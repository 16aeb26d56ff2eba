//! Clock abstraction for timestamps and cooldown measurement.
//!
//! The send gate measures cooldowns against a monotonic instant while the
//! authentication header stamps wall-clock seconds. Both come from the same
//! injectable clock so tests can move time forward deterministically.

use std::{
    sync::{
        atomic::{AtomicU64, Ordering},
        Arc,
    },
    time::{Duration, Instant, SystemTime, UNIX_EPOCH},
};

/// Clock abstraction for time operations.
///
/// Production code uses `RealClock`, tests inject `TestClock`.
pub trait Clock: Send + Sync + std::fmt::Debug {
    /// Returns the current instant for duration measurements.
    fn now(&self) -> Instant;

    /// Returns the current system time for timestamps.
    fn now_system(&self) -> SystemTime;

    /// Whole seconds since the Unix epoch, saturating at zero for clocks set
    /// before 1970.
    fn unix_timestamp(&self) -> u64 {
        self.now_system().duration_since(UNIX_EPOCH).map(|d| d.as_secs()).unwrap_or(0)
    }
}

/// Real clock backed by the operating system.
#[derive(Debug, Clone, Copy, Default)]
pub struct RealClock;

impl RealClock {
    /// Creates a new real clock instance.
    pub fn new() -> Self {
        Self
    }
}

impl Clock for RealClock {
    fn now(&self) -> Instant {
        Instant::now()
    }

    fn now_system(&self) -> SystemTime {
        SystemTime::now()
    }
}

/// Test clock for deterministic time control.
///
/// Clones share the same underlying time, so a clock handed to a client can
/// still be advanced from the test body.
#[derive(Debug, Clone)]
pub struct TestClock {
    /// Monotonic time in nanoseconds since creation
    monotonic_ns: Arc<AtomicU64>,
    /// System time as nanoseconds since UNIX_EPOCH
    system_ns: Arc<AtomicU64>,
    base_instant: Instant,
}

impl TestClock {
    /// Creates a new test clock starting at the current time.
    pub fn new() -> Self {
        Self::with_start_time(SystemTime::now())
    }

    /// Creates a test clock starting at a specific system time.
    pub fn with_start_time(start: SystemTime) -> Self {
        Self {
            monotonic_ns: Arc::new(AtomicU64::new(0)),
            system_ns: Arc::new(AtomicU64::new(nanos_since_epoch(start))),
            base_instant: Instant::now(),
        }
    }

    /// Advances both clocks by the specified duration.
    pub fn advance(&self, duration: Duration) {
        let duration_ns = u64::try_from(duration.as_nanos()).unwrap_or(u64::MAX);

        self.monotonic_ns.fetch_add(duration_ns, Ordering::AcqRel);
        self.system_ns.fetch_add(duration_ns, Ordering::AcqRel);
    }

    /// Returns elapsed time since clock creation.
    pub fn elapsed(&self) -> Duration {
        Duration::from_nanos(self.monotonic_ns.load(Ordering::Acquire))
    }
}

impl Default for TestClock {
    fn default() -> Self {
        Self::new()
    }
}

impl Clock for TestClock {
    fn now(&self) -> Instant {
        self.base_instant + self.elapsed()
    }

    fn now_system(&self) -> SystemTime {
        UNIX_EPOCH + Duration::from_nanos(self.system_ns.load(Ordering::Acquire))
    }
}

fn nanos_since_epoch(time: SystemTime) -> u64 {
    let since_epoch = time.duration_since(UNIX_EPOCH).unwrap_or_default();
    u64::try_from(since_epoch.as_nanos()).unwrap_or(u64::MAX)
}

## WHAT YOU SHOULD DO
Filtering the entries above by the word "impl", copy each line that matches.

## OUTPUT FOR THIS TASK
impl RealClock {
impl Clock for RealClock {
impl TestClock {
impl Default for TestClock {
impl Clock for TestClock {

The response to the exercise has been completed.